What was the goal of your SPARK project?

A T cell response is not a random event, but is directed towards specific molecules known as “antigens.” Normally, T cells respond only to foreign antigens, such as markers on bacteria and viruses. But in the case of heart disease, some rogue T cells recognize self-antigens, i.e., molecules that are present in our own bodies. In mouse models, researchers have shown that apolipoprotein B, the protein that forms the backbone of low-density lipoprotein (LDL), is a major inducer of heart disease-related harmful immune responses.

Therefore, I focused my attention on this protein and began to set up experimental strategies to examine whether human T cells similarly respond to this self-antigen.

My goal was to optimize and validate re-stimulation-based protocols that can detect and characterize autoimmune T cell responses to human apolipoprotein B. My goal was to shed light on heart disease by developing assays that can detect, as well as reveal, the biological identities of the harmful T cells.
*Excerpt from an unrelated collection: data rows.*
//! Password login gated by the lockout policy.
//!
//! Flow Overview:
//! 1) Normalize the subject and load the principal.
//! 2) Reject disabled accounts, then resolve the lock (lazy cooldown expiry).
//! 3) Verify the Argon2 hash on the blocking pool.
//! 4) Record the failure or success through the store's atomic lock update.
//!
//! Unknown subjects and wrong passwords both surface as `InvalidCredentials`.

use argon2::{
    password_hash::{self, PasswordHash, PasswordHasher, PasswordVerifier, SaltString},
    Argon2,
};
use rand::rngs::OsRng;
use regex::Regex;
use secrecy::{ExposeSecret, SecretString};
use std::sync::Arc;
use tracing::{debug, error, instrument, warn};

use super::{
    clock::Clock,
    error::AuthError,
    lockout::{LockState, LockStatus, LockoutPolicy},
    principal::{Principal, PrincipalStore},
};

/// Normalize a subject for lookups: trimmed and lowercased.
#[must_use]
pub fn normalize_subject(subject: &str) -> String {
    subject.trim().to_lowercase()
}

/// Basic email format check on already-normalized input.
#[must_use]
pub fn valid_email(email_normalized: &str) -> bool {
    Regex::new(r"^[^@\s]+@[^@\s]+\.[^@\s]+$").is_ok_and(|regex| regex.is_match(email_normalized))
}

/// Hash a password into a PHC string with the default Argon2id parameters.
///
/// # Errors
/// Returns an error if hashing fails.
pub fn hash_password(password: &str) -> Result<String, password_hash::Error> {
    hash_password_with(&Argon2::default(), password)
}

/// Hash a password with explicit Argon2 settings.
///
/// # Errors
/// Returns an error if hashing fails.
pub fn hash_password_with(
    argon2: &Argon2<'_>,
    password: &str,
) -> Result<String, password_hash::Error> {
    let salt = SaltString::generate(&mut OsRng);
    Ok(argon2
        .hash_password(password.as_bytes(), &salt)?
        .to_string())
}

/// Checks passwords and keeps the lockout counters in step.
#[derive(Clone)]
pub struct Authenticator {
    principals: Arc<dyn PrincipalStore>,
    policy: LockoutPolicy,
    clock: Arc<dyn Clock>,
}

impl Authenticator {
    #[must_use]
    pub fn new(
        principals: Arc<dyn PrincipalStore>,
        policy: LockoutPolicy,
        clock: Arc<dyn Clock>,
    ) -> Self {
        Self {
            principals,
            policy,
            clock,
        }
    }

    #[must_use]
    pub const fn policy(&self) -> LockoutPolicy {
        self.policy
    }

    /// Verify `password` for `subject`.
    ///
    /// # Errors
    /// `InvalidCredentials`, `AccountDisabled`, `AccountLocked`, or
    /// `InternalError` when the store or the hasher fails.
    #[instrument(skip(self, password))]
    pub async fn login(&self, subject: &str, password: &str) -> Result<Principal, AuthError> {
        let subject = normalize_subject(subject);
        let mut principal = match self.principals.load_by_subject(&subject).await {
            Ok(Some(principal)) => principal,
            Ok(None) => {
                debug!("Login for unknown subject");
                // Pay the same hashing cost as a wrong password.
                let _ = verify_password(
                    UNKNOWN_PRINCIPAL_HASH.to_string(),
                    SecretString::from(password.to_string()),
                )
                .await;
                return Err(AuthError::InvalidCredentials);
            }
            Err(err) => {
                error!(subject = %subject, "Failed to load principal: {err}");
                return Err(AuthError::InternalError);
            }
        };

        if !principal.enabled {
            debug!(subject = %subject, "Login for disabled account");
            return Err(AuthError::AccountDisabled);
        }

        let policy = self.policy;
        let now = self.clock.now();
        let (status, _) = self
            .apply_lock(&subject, move |state| policy.resolve(state, now))
            .await?;
        if status.is_locked() {
            debug!(subject = %subject, "Login while account is locked");
            return Err(AuthError::AccountLocked);
        }

        let verified = verify_password(
            principal.credential_hash.clone(),
            SecretString::from(password.to_string()),
        )
        .await
        .map_err(|err| {
            error!(subject = %subject, "Failed to verify password: {err}");
            AuthError::InternalError
        })?;

        let now = self.clock.now();
        if !verified {
            let (status, state) = self
                .apply_lock(&subject, move |state| policy.record_failure(state, now))
                .await?;
            if let LockStatus::Locked { until } = status {
                if state.lock_time == Some(now) && state.failed_attempts == policy.threshold() {
                    warn!(
                        subject = %subject,
                        failed_attempts = state.failed_attempts,
                        ?until,
                        "Account locked after repeated failures"
                    );
                }
            }
            return Err(AuthError::InvalidCredentials);
        }

        let (status, state) = self
            .apply_lock(&subject, move |state| policy.record_success(state, now))
            .await?;
        if status.is_locked() {
            // A concurrent failure reached the threshold first.
            debug!(subject = %subject, "Account locked during login");
            return Err(AuthError::AccountLocked);
        }

        principal.lock = state;
        Ok(principal)
    }

    /// Administrative unlock; returns `false` when the subject is unknown.
    ///
    /// # Errors
    /// `InternalError` when the store fails.
    #[instrument(skip(self))]
    pub async fn unlock(&self, subject: &str) -> Result<bool, AuthError> {
        let subject = normalize_subject(subject);
        let policy = self.policy;
        match self
            .principals
            .update_lock_state(&subject, &mut |state: &mut LockState| policy.unlock(state))
            .await
        {
            Ok(updated) => Ok(updated.is_some()),
            Err(err) => {
                error!(subject = %subject, "Failed to unlock principal: {err}");
                Err(AuthError::InternalError)
            }
        }
    }

    async fn apply_lock<F>(
        &self,
        subject: &str,
        mut step: F,
    ) -> Result<(LockStatus, LockState), AuthError>
    where
        F: FnMut(&mut LockState) -> LockStatus + Send,
    {
        let mut status = LockStatus::Open;
        let updated = self
            .principals
            .update_lock_state(subject, &mut |state: &mut LockState| status = step(state))
            .await;
        match updated {
            Ok(Some(state)) => Ok((status, state)),
            // Deleted between load and update.
            Ok(None) => Err(AuthError::InvalidCredentials),
            Err(err) => {
                error!(subject = %subject, "Failed to update lock state: {err}");
                Err(AuthError::InternalError)
            }
        }
    }
}

impl std::fmt::Debug for Authenticator {
    fn fmt(&self, f: &mut std::fmt::Formatter<'_>) -> std::fmt::Result {
        f.debug_struct("Authenticator")
            .field("policy", &self.policy)
            .finish_non_exhaustive()
    }
}

/// Argon2 hash with default parameters that matches no password.
const UNKNOWN_PRINCIPAL_HASH: &str =
    "$argon2id$v=19$m=19456,t=2,p=1$GfHhjuTGgR4IC/1t/bT2QA$zbXGLJ47jzcd2p1XjyuqLUeKSCdWtdmp7nAUuIphh7w";

#[derive(Debug, thiserror::Error)]
enum VerifyError {
    #[error("invalid password hash: {0}")]
    Hash(password_hash::Error),
    #[error("verification task failed: {0}")]
    Join(#[from] tokio::task::JoinError),
}

async fn verify_password(hash: String, password: SecretString) -> Result<bool, VerifyError> {
    tokio::task::spawn_blocking(move || {
        let parsed = PasswordHash::new(&hash).map_err(VerifyError::Hash)?;
        match Argon2::default().verify_password(password.expose_secret().as_bytes(), &parsed) {
            Ok(()) => Ok(true),
            Err(password_hash::Error::Password) => Ok(false),
            Err(err) => Err(VerifyError::Hash(err)),
        }
    })
    .await?
}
Did you face any challenges?

Overall, LJI managed the pandemic situation extremely well and the net negative impact on my research workflow was minimal. However, the patient samples that I was expecting to receive through University of California, San Diego (UC San Diego) Health could not be acquired until late 2021, due to COVID-19-related restrictions. Despite this, I was able to complete my SPARK project by managing to receive patient samples through our collaborators at University of Virginia (UVA) Health.

SPARK project results:

I optimized my immunological assays and achieved high levels of sensitivity that allowed detection of rogue T cells in the blood of study subjects. These T cells exhibited an inflammatory phenotype, concordant with their postulated role in triggering chronic inflammation that
characterizes the long latent phase of heart disease. I discovered that six specific regions, known as “epitopes,” in the human apolipoprotein B self-antigen have predominant roles in inducing the rogue T cells.

Next, I wanted to explore the potential of my immunological assays as a screening tool. To do this, I adopted two different strategies. First, I collected blood samples from donors from different age groups (range 20 – 66 years). One part of the sample was sent to clinical labs at UC San Diego to measure lipid risk factors, such as triglyceride, total cholesterol, LDL-cholesterol, etc. The other part of the sample was used to run my immunological tests. None of these donors had a known condition of heart disease.

I found that donors who had elevated levels of lipid risk factors also showed increased responses in my assays. Such heightened immunological responses were detectable even in donors who were in their 20s and 30s.

Second, I obtained blood samples from patients undergoing coronary angiography at the UVA. They were divided into low and high severity groups based on their heart disease burden (standard angiographic scores). Rogue T cell responses were significantly higher in patients who were angiographically determined to have high cardiovascular disease burden.

In the end, I showed that my assays can detect heart disease-related inflammatory T cell responses in young and middle-aged people who have abnormal levels of blood lipids and cholesterol. A strong correlation exists between my assay scores and angiographic scores of heart disease. This signifies the tremendous potential of this workflow in evaluating early signs of the disease.

My work was recently published in Circulation Research, one of the top journals related to heart disease. This work also led to a patent application covering TCR-based cardiovascular diagnostics and therapeutics which was submitted in June 2022.

What’s next for this project?

We have acquired more samples from patients recruited through Scripps Health, UC San Diego, and the UVA. Our plan is to explore whether similar associations between APOB-specific T cell responses, cardiovascular lipid risks and disease severity exist in multiple cohorts. In-depth statistical analyses will be performed to determine whether my assay readouts can be developed as a biomarker. I will also undertake transcriptomic profiling of these APOB-specific T cells to learn more about their functional states and to identify any potential modifiable targets for intervention. Together these studies will facilitate immunological assessment of cardiovascular risks and will shed light into the pathophysiological nature of autoimmune-related cardiovascular disease.

What’s next for Payel?

While my P.I., Klaus Ley, Ph.D., has accepted a new position at the Medical College of Georgia, I will continue to work with Dr. Ley and complete my post doc at LJI through the end of 2023. I would like to continue in academia and wish to one day open my own lab. I intend to continue to study heart disease, but would also like to broaden my horizons by also looking at related disorders and understanding inter-disease relationships.